Two decades after a Serbian siege almost reduced the town to rubble, Vukovar is an unsettled place, home to two communities that face separate ways.

By Barbara Matejcic from Vukovar
Croatian version

“Does this train strike you as one taking you to a nice place?” So asks my only fellow passenger in the only carriage of an old “Swede”, travelling from Vinkovci to Vukovar.

The train is called a Swede because it was built in Sweden in the early Eighties and, once it finished service there, came to Croatia in the Nineties. This line in the far east of Croatia is probably its last stop before retirement.

The seats are loose and worn out, and it isn’t exactly comfortable. The windows look like as if they haven’t been opened since they overlooked a Swedish landscape. There is no need for that this December morning. It is cold outside and the fog has fallen down low on the Slavonian plain.

“In Vukovar you have to wander the streets with a lantern searching for a gentle soul – for people not hardened by hatred and grief,” he says.

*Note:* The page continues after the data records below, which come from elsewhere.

//! On-screen keypad for the terminal UI
//!
//! Buttons can be clicked with the mouse and light up while pressed,
//! whether the press came from the mouse or the keyboard.

use ratatui::{
    buffer::Buffer,
    layout::Rect,
    style::{Color, Modifier, Style},
    text::Span,
    widgets::{Block, Borders, Widget},
};

use crate::keymap::{Command, KEYPAD_LAYOUT};

/// A single keypad button
#[derive(Debug, Clone, PartialEq, Eq)]
pub struct KeypadButton {
    /// Text on the button
    pub label: String,
    /// The command this button sends
    pub command: Command,
    /// Whether the button is currently highlighted
    pub pressed: bool,
    /// Grid row
    pub row: usize,
    /// Grid column
    pub col: usize,
}

impl KeypadButton {
    /// Creates a released button at a grid position
    #[must_use]
    pub fn new(command: Command, row: usize, col: usize) -> Self {
        Self {
            label: command.label(),
            command,
            pressed: false,
            row,
            col,
        }
    }

    /// Sets the pressed state
    pub fn set_pressed(&mut self, pressed: bool) {
        self.pressed = pressed;
    }
}

/// The keypad grid; some cells may be empty
#[derive(Debug, Clone)]
pub struct Keypad {
    buttons: Vec<KeypadButton>,
    cols: usize,
    rows: usize,
}

impl Default for Keypad {
    fn default() -> Self {
        Self::new()
    }
}

impl Keypad {
    /// Creates the standard four-function keypad
    #[must_use]
    pub fn new() -> Self {
        let buttons = KEYPAD_LAYOUT
            .iter()
            .enumerate()
            .flat_map(|(row, cells)| {
                cells
                    .iter()
                    .enumerate()
                    .filter_map(move |(col, cell)| cell.map(|c| KeypadButton::new(c, row, col)))
            })
            .collect();

        Self {
            buttons,
            cols: KEYPAD_LAYOUT[0].len(),
            rows: KEYPAD_LAYOUT.len(),
        }
    }

    /// Returns the number of buttons
    #[must_use]
    pub fn button_count(&self) -> usize {
        self.buttons.len()
    }

    /// Returns the grid dimensions (rows, cols)
    #[must_use]
    pub fn dimensions(&self) -> (usize, usize) {
        (self.rows, self.cols)
    }

    /// Gets a button by index
    #[must_use]
    pub fn get_button(&self, index: usize) -> Option<&KeypadButton> {
        self.buttons.get(index)
    }

    /// Index of the button at a grid cell
    #[must_use]
    pub fn index_at(&self, row: usize, col: usize) -> Option<usize> {
        self.buttons.iter().position(|b| b.row == row && b.col == col)
    }

    /// Gets the button at a grid cell
    #[must_use]
    pub fn get_button_at(&self, row: usize, col: usize) -> Option<&KeypadButton> {
        self.index_at(row, col).and_then(|i| self.buttons.get(i))
    }

    /// Finds the button that sends `command`
    #[must_use]
    pub fn find_button(&self, command: Command) -> Option<usize> {
        self.buttons.iter().position(|b| b.command == command)
    }

    /// Sets a button as pressed by index
    pub fn press_button(&mut self, index: usize) {
        if let Some(btn) = self.buttons.get_mut(index) {
            btn.set_pressed(true);
        }
    }

    /// Releases all buttons
    pub fn release_all(&mut self) {
        for btn in &mut self.buttons {
            btn.set_pressed(false);
        }
    }

    /// Highlights only the button for `command`
    pub fn highlight(&mut self, command: Command) {
        self.release_all();
        if let Some(idx) = self.find_button(command) {
            self.press_button(idx);
        }
    }

    /// Index of the pressed button, if any
    #[must_use]
    pub fn pressed_index(&self) -> Option<usize> {
        self.buttons.iter().position(|b| b.pressed)
    }

    /// Returns an iterator over all buttons
    pub fn buttons(&self) -> impl Iterator<Item = &KeypadButton> {
        self.buttons.iter()
    }

    /// Converts a click position inside `area` to a button index
    #[must_use]
    pub fn hit_test(&self, area: Rect, x: u16, y: u16) -> Option<usize> {
        if x < area.x || y < area.y || x >= area.x + area.width || y >= area.y + area.height {
            return None;
        }

        let rel_x = x - area.x;
        let rel_y = y - area.y;

        // Border is one cell on each side
        if rel_x == 0 || rel_y == 0 || rel_x >= area.width - 1 || rel_y >= area.height - 1 {
            return None;
        }

        let btn_width = (area.width - 2) / self.cols as u16;
        let btn_height = (area.height - 2) / self.rows as u16;

        if btn_width == 0 || btn_height == 0 {
            return None;
        }

        let col = ((rel_x - 1) / btn_width) as usize;
        let row = ((rel_y - 1) / btn_height) as usize;

        if row < self.rows && col < self.cols {
            self.index_at(row, col)
        } else {
            None
        }
    }
}

/// Keypad widget for rendering
#[derive(Debug)]
pub struct KeypadWidget<'a> {
    keypad: &'a Keypad,
}

impl<'a> KeypadWidget<'a> {
    /// Creates a new keypad widget
    #[must_use]
    pub fn new(keypad: &'a Keypad) -> Self {
        Self { keypad }
    }
}

impl Widget for KeypadWidget<'_> {
    fn render(self, area: Rect, buf: &mut Buffer) {
        Block::default()
            .title(" Keypad ")
            .borders(Borders::ALL)
            .border_style(Style::default().fg(Color::Cyan))
            .render(area, buf);

        let inner = Rect {
            x: area.x + 1,
            y: area.y + 1,
            width: area.width.saturating_sub(2),
            height: area.height.saturating_sub(2),
        };

        if inner.width < self.keypad.cols as u16 || inner.height < self.keypad.rows as u16 {
            return;
        }

        let btn_width = inner.width / self.keypad.cols as u16;
        let btn_height = inner.height / self.keypad.rows as u16;

        for btn in self.keypad.buttons() {
            let x = inner.x + (btn.col as u16 * btn_width);
            let y = inner.y + (btn.row as u16 * btn_height);

            let style = if btn.pressed {
                Style::default()
                    .fg(Color::Black)
                    .bg(Color::Yellow)
                    .add_modifier(Modifier::BOLD)
            } else {
                match btn.command {
                    Command::AppendDigit(_) => Style::default().fg(Color::White),
                    Command::ChooseOperator(_) => Style::default().fg(Color::Yellow),
                    Command::Compute => Style::default().fg(Color::Green),
                    Command::Clear | Command::DeleteLastChar => Style::default().fg(Color::Red),
                }
            };

            let label = format!("[{}]", btn.label);
            let label_width = label.chars().count() as u16;
            if btn_width >= label_width {
                let label_x = x + (btn_width - label_width) / 2;
                let label_y = y + btn_height / 2;
                if label_y < inner.y + inner.height {
                    buf.set_span(label_x, label_y, &Span::styled(label, style), btn_width);
                }
            }
        }
    }
}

“People still look at one another as if they’re taking aim. You only want to get on the train and leave, not arrive,” my fellow passenger adds bitterly.

So, how are things in Vukovar 20 years after the town fell to Serbian forces and 14 years after its peaceful reintegration into Croatia – an event that finally marked the end of the war in Croatia and enabled the town’s exiled Croats to return home?

An hour after my arrival a local politician interrupted my first scheduled interview to spend an hour explaining the situation, particularly multiethnic relations. I started thinking that my fellow-passenger had been right. I felt like taking the first Swede back out of Vukovar. If there’s a voice that’s heard loud and clear in the town, it’s the voice of politicians. Two days later, after meeting dozen other people, it turned out that his soul had been the least gentle of all.

“Reconciliation doesn’t suit the nationalists in the local government. They live on ethnic divisions and dictate what is socially acceptable,” Srdjan Antic, of the Nansen Dialogue Centre, told me.

“Everything would be better if people didn’t behave as Serbs and Croats but as people and just listened to one another,” he adds.

Antic was born in Vukovar but lives in the nearby city of Osijek. He didn’t want his child to grow up in a divided environment. When his wife was about to give birth in a local hospital, a nurse asked what nationality the child would be.

Located right on the border with Serbia, before the war and the break-up of Yugoslavia Vukovar was an important industrial and cultural centre of Slavonien region. Because of the big plants that operated in the town, workers moved here from all over Yugoslavia. With 23 different nationalities, it became an ethnic melting pot in which there few people went without jobs.

But in 1991, after Croatia declared independence, the town was encircled by the Yugoslav People’s Army and allied Serb paramilitaries. Some 7,000 missiles fell daily on the town throughout the three-month siege, destroying about 85 per cent of the buildings.

Over 3,000 people were killed, and, after the town fell on November 18, 1991, 22,000 non-Serbs were expelled. Vukovar was the first town in Europe to be destroyed by war since the end of World War II.

Vukovar is embedded in Croatia’s collective memory as a symbol of suffering and pain. Everyone in Croatia has a mental vision of Vukovar, even those who weren’t even born at the time of the war: lines of refugees; children crying; a bombed hospital; razed buildings.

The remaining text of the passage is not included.